- Task details -
Whenever a line in the data holds the string "DisplayEngine", pull that line out.

- Exercise input -
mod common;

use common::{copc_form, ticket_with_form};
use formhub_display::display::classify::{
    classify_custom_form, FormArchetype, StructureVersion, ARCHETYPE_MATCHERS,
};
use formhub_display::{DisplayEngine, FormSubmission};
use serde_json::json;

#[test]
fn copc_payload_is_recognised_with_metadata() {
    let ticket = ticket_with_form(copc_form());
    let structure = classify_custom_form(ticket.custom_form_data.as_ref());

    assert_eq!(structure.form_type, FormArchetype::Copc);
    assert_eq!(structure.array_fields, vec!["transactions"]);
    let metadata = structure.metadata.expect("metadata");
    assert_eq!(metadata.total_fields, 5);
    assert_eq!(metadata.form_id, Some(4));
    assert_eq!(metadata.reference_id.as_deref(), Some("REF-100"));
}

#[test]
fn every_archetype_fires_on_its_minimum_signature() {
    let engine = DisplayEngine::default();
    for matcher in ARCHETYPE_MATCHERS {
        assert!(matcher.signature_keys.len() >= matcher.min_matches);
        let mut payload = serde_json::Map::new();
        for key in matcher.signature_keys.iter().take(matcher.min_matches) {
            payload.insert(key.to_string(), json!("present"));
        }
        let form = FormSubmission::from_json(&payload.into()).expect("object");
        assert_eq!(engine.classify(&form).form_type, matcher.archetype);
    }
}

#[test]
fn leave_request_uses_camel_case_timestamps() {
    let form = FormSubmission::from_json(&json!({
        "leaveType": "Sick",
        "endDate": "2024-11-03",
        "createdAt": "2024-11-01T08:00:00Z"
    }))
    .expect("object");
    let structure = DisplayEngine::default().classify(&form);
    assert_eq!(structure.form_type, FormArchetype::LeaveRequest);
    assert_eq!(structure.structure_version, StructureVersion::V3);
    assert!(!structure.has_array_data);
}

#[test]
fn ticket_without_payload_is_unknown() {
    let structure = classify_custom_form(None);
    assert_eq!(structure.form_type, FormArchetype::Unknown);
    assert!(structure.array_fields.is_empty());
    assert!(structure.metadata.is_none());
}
...
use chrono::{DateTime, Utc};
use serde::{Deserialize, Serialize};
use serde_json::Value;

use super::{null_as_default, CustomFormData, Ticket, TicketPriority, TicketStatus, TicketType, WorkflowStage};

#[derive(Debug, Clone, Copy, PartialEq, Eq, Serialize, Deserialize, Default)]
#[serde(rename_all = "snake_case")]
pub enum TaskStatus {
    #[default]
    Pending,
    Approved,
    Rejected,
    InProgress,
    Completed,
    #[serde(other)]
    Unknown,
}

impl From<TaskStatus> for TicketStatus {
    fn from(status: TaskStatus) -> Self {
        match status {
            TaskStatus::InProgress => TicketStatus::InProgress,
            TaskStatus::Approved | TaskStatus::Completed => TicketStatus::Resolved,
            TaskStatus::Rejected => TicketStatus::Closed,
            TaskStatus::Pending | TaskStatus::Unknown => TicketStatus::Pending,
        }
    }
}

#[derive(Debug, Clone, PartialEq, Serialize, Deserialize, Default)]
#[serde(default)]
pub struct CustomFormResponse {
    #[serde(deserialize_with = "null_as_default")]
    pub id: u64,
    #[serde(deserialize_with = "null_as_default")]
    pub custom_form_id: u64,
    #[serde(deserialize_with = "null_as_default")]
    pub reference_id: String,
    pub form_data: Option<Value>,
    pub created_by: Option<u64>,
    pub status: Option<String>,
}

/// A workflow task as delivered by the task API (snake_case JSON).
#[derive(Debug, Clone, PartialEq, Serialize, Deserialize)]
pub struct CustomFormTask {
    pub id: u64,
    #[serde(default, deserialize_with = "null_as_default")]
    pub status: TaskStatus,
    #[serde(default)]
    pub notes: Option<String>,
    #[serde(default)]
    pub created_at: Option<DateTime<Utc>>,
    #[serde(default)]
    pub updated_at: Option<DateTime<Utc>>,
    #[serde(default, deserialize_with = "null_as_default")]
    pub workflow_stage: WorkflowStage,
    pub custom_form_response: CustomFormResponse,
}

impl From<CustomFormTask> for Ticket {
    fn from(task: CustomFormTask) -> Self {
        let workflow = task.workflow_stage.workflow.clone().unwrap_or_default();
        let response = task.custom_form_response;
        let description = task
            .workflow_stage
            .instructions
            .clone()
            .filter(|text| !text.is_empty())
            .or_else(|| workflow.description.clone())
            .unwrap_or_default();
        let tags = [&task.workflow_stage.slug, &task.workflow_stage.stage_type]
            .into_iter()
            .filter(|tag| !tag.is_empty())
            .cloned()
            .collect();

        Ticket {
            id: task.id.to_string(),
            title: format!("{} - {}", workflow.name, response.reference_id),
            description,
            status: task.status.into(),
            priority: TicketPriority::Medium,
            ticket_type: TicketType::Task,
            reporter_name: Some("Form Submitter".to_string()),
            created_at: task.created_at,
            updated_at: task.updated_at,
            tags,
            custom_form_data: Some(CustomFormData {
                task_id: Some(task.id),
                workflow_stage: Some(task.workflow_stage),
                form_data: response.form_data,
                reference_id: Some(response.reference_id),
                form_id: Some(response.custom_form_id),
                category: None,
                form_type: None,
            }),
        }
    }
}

- The completed task -
use formhub_display::{DisplayEngine, FormSubmission};
    let engine = DisplayEngine::default();
    let structure = DisplayEngine::default().classify(&form);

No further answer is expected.